__Saved data entries__
↓↓↓

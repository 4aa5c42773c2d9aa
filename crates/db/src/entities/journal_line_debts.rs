//! `SeaORM` Entity for journal_line_debts table.

use sea_orm::entity::prelude::*;
use serde::{Deserialize, Serialize};

use super::sea_orm_active_enums::{DebtCategory, DebtDirection};

#[derive(Clone, Debug, PartialEq, DeriveEntityModel, Eq, Serialize, Deserialize)]
#[sea_orm(table_name = "journal_line_debts")]
pub struct Model {
    #[sea_orm(primary_key, auto_increment = false)]
    pub journal_line_id: Uuid,
    pub direction: DebtDirection,
    pub category: DebtCategory,
    pub issue_date: Date,
    pub due_date: Date,
    #[sea_orm(column_type = "Decimal(Some((7, 4)))")]
    pub interest_rate: Decimal,
    pub interest_account_id: Option<Uuid>,
    pub interest_due_day: Option<i16>,
    pub counterparty_id: Uuid,
    pub linked_store_id: Option<Uuid>,
    pub counterparty_cash_location_id: Option<Uuid>,
}

#[derive(Copy, Clone, Debug, EnumIter, DeriveRelation)]
pub enum Relation {
    #[sea_orm(
        belongs_to = "super::journal_lines::Entity",
        from = "Column::JournalLineId",
        to = "super::journal_lines::Column::Id",
        on_delete = "Cascade"
    )]
    JournalLines,
}

impl Related<super::journal_lines::Entity> for Entity {
    fn to() -> RelationDef {
        Relation::JournalLines.def()
    }
}

impl ActiveModelBehavior for ActiveModel {}
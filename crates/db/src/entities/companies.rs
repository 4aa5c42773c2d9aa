//! `SeaORM` Entity for companies table.

use sea_orm::entity::prelude::*;
use serde::{Deserialize, Serialize};

#[derive(Clone, Debug, PartialEq, DeriveEntityModel, Eq, Serialize, Deserialize)]
#[sea_orm(table_name = "companies")]
pub struct Model {
    #[sea_orm(primary_key, auto_increment = false)]
    pub id: Uuid,
    pub name: String,
    pub created_at: DateTimeWithTimeZone,
}

#[derive(Copy, Clone, Debug, EnumIter, DeriveRelation)]
pub enum Relation {
    #[sea_orm(has_many = "super::accounts::Entity")]
    Accounts,
    #[sea_orm(has_many = "super::stores::Entity")]
    Stores,
    #[sea_orm(has_many = "super::journal_entries::Entity")]
    JournalEntries,
}

impl Related<super::accounts::Entity> for Entity {
    fn to() -> RelationDef {
        Relation::Accounts.def()
    }
}

impl Related<super::stores::Entity> for Entity {
    fn to() -> RelationDef {
        Relation::Stores.def()
    }
}

impl Related<super::journal_entries::Entity> for Entity {
    fn to() -> RelationDef {
        Relation::JournalEntries.def()
    }
}

impl ActiveModelBehavior for ActiveModel {}
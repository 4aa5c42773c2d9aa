//! HTTP middleware.

pub mod auth;

pub use auth::{AuthRequester, COMPANY_ID_HEADER, USER_ID_HEADER, auth_middleware};
//! Rain-on-glass bokeh scene.

use bytemuck::{Pod, Zeroable};

use super::{BeatEnvelope, FrameInput, Layer, Scene};
use crate::params::RainGlassConfig;

/// Uniform buffer for the rain-glass shader
#[repr(C)]
#[derive(Copy, Clone, Debug, PartialEq, Pod, Zeroable)]
pub struct RainGlassUniforms {
    pub resolution: [f32; 2],
    pub time: f32,
    pub beat: f32,
    /// Rain amount before the shader's clamp to 1.0
    pub rain_amount: f32,
    pub brightness: f32,
    pub light_count: u32,
    pub cheap_normals: u32,
}

pub struct RainGlassScene {
    config: RainGlassConfig,
    beat: BeatEnvelope,
}

impl RainGlassScene {
    pub fn new(config: RainGlassConfig) -> Self {
        let beat = BeatEnvelope::new(config.beat);
        Self { config, beat }
    }
}

impl Scene for RainGlassScene {
    fn update(&mut self, input: &FrameInput<'_>) -> Option<Layer> {
        if input.viewport.is_empty() {
            return None;
        }
        let beat = self.beat.update(input.stats);

        Some(Layer::RainGlass(RainGlassUniforms {
            resolution: input.viewport.resolution(),
            time: input.time_s * self.config.time_scale,
            beat,
            rain_amount: self.config.base_rain + beat * self.config.beat_rain_boost,
            brightness: self.config.brightness,
            light_count: self.config.light_count,
            cheap_normals: u32::from(self.config.cheap_normals),
        }))
    }

    fn reset(&mut self) {
        self.beat.reset();
    }
}
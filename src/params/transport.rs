//! Playback transport configuration.

use std::time::Duration;

use serde::Deserialize;

/// Transport recovery policy
#[derive(Debug, Clone, PartialEq, Deserialize)]
#[serde(default)]
pub struct TransportConfig {
    /// Delay between a terminal track error and auto-advance (milliseconds)
    pub error_advance_delay_ms: u64,

    /// Retry once without cross-origin mode on a source or decode rejection
    pub cross_origin_retry: bool,
}

impl Default for TransportConfig {
    fn default() -> Self {
        Self {
            error_advance_delay_ms: 2000,
            cross_origin_retry: true,
        }
    }
}

impl TransportConfig {
    pub fn error_advance_delay(&self) -> Duration {
        Duration::from_millis(self.error_advance_delay_ms)
    }
}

↑↑↑

__Directions__
Each entry above is to be repeated exactly as it appears.

__Written answer__
repository 4aa5c42773c2d9aa
filename crates/db/src/entities/journal_line_debts.rs
//! `SeaORM` Entity for journal_line_debts table.

use sea_orm::entity::prelude::*;
use serde::{Deserialize, Serialize};

use super::sea_orm_active_enums::{DebtCategory, DebtDirection};

#[derive(Clone, Debug, PartialEq, DeriveEntityModel, Eq, Serialize, Deserialize)]
#[sea_orm(table_name = "journal_line_debts")]
pub struct Model {
    #[sea_orm(primary_key, auto_increment = false)]
    pub journal_line_id: Uuid,
    pub direction: DebtDirection,
    pub category: DebtCategory,
    pub issue_date: Date,
    pub due_date: Date,
    #[sea_orm(column_type = "Decimal(Some((7, 4)))")]
    pub interest_rate: Decimal,
    pub interest_account_id: Option<Uuid>,
    pub interest_due_day: Option<i16>,
    pub counterparty_id: Uuid,
    pub linked_store_id: Option<Uuid>,
    pub counterparty_cash_location_id: Option<Uuid>,
}

#[derive(Copy, Clone, Debug, EnumIter, DeriveRelation)]
pub enum Relation {
    #[sea_orm(
        belongs_to = "super::journal_lines::Entity",
        from = "Column::JournalLineId",
        to = "super::journal_lines::Column::Id",
        on_delete = "Cascade"
    )]
    JournalLines,
}

impl Related<super::journal_lines::Entity> for Entity {
    fn to() -> RelationDef {
        Relation::JournalLines.def()
    }
}

impl ActiveModelBehavior for ActiveModel {}
filename crates/db/src/entities/companies.rs
repository 4aa5c42773c2d9aa
//! `SeaORM` Entity for companies table.

use sea_orm::entity::prelude::*;
use serde::{Deserialize, Serialize};

#[derive(Clone, Debug, PartialEq, DeriveEntityModel, Eq, Serialize, Deserialize)]
#[sea_orm(table_name = "companies")]
pub struct Model {
    #[sea_orm(primary_key, auto_increment = false)]
    pub id: Uuid,
    pub name: String,
    pub created_at: DateTimeWithTimeZone,
}

#[derive(Copy, Clone, Debug, EnumIter, DeriveRelation)]
pub enum Relation {
    #[sea_orm(has_many = "super::accounts::Entity")]
    Accounts,
    #[sea_orm(has_many = "super::stores::Entity")]
    Stores,
    #[sea_orm(has_many = "super::journal_entries::Entity")]
    JournalEntries,
}

impl Related<super::accounts::Entity> for Entity {
    fn to() -> RelationDef {
        Relation::Accounts.def()
    }
}

impl Related<super::stores::Entity> for Entity {
    fn to() -> RelationDef {
        Relation::Stores.def()
    }
}

impl Related<super::journal_entries::Entity> for Entity {
    fn to() -> RelationDef {
        Relation::JournalEntries.def()
    }
}

impl ActiveModelBehavior for ActiveModel {}
repository 4aa5c42773c2d9aa
//! HTTP middleware.

pub mod auth;

pub use auth::{AuthRequester, COMPANY_ID_HEADER, USER_ID_HEADER, auth_middleware};
//! Rain-on-glass bokeh scene.

use bytemuck::{Pod, Zeroable};

use super::{BeatEnvelope, FrameInput, Layer, Scene};
use crate::params::RainGlassConfig;

/// Uniform buffer for the rain-glass shader
#[repr(C)]
#[derive(Copy, Clone, Debug, PartialEq, Pod, Zeroable)]
pub struct RainGlassUniforms {
    pub resolution: [f32; 2],
    pub time: f32,
    pub beat: f32,
    /// Rain amount before the shader's clamp to 1.0
    pub rain_amount: f32,
    pub brightness: f32,
    pub light_count: u32,
    pub cheap_normals: u32,
}

pub struct RainGlassScene {
    config: RainGlassConfig,
    beat: BeatEnvelope,
}

impl RainGlassScene {
    pub fn new(config: RainGlassConfig) -> Self {
        let beat = BeatEnvelope::new(config.beat);
        Self { config, beat }
    }
}

impl Scene for RainGlassScene {
    fn update(&mut self, input: &FrameInput<'_>) -> Option<Layer> {
        if input.viewport.is_empty() {
            return None;
        }
        let beat = self.beat.update(input.stats);

        Some(Layer::RainGlass(RainGlassUniforms {
            resolution: input.viewport.resolution(),
            time: input.time_s * self.config.time_scale,
            beat,
            rain_amount: self.config.base_rain + beat * self.config.beat_rain_boost,
            brightness: self.config.brightness,
            light_count: self.config.light_count,
            cheap_normals: u32::from(self.config.cheap_normals),
        }))
    }

    fn reset(&mut self) {
        self.beat.reset();
    }
}
filename src/params/transport.rs
//! Playback transport configuration.

use std::time::Duration;

use serde::Deserialize;

/// Transport recovery policy
#[derive(Debug, Clone, PartialEq, Deserialize)]
#[serde(default)]
pub struct TransportConfig {
    /// Delay between a terminal track error and auto-advance (milliseconds)
    pub error_advance_delay_ms: u64,

    /// Retry once without cross-origin mode on a source or decode rejection
    pub cross_origin_retry: bool,
}

impl Default for TransportConfig {
    fn default() -> Self {
        Self {
            error_advance_delay_ms: 2000,
            cross_origin_retry: true,
        }
    }
}

impl TransportConfig {
    pub fn error_advance_delay(&self) -> Duration {
        Duration::from_millis(self.error_advance_delay_ms)
    }
}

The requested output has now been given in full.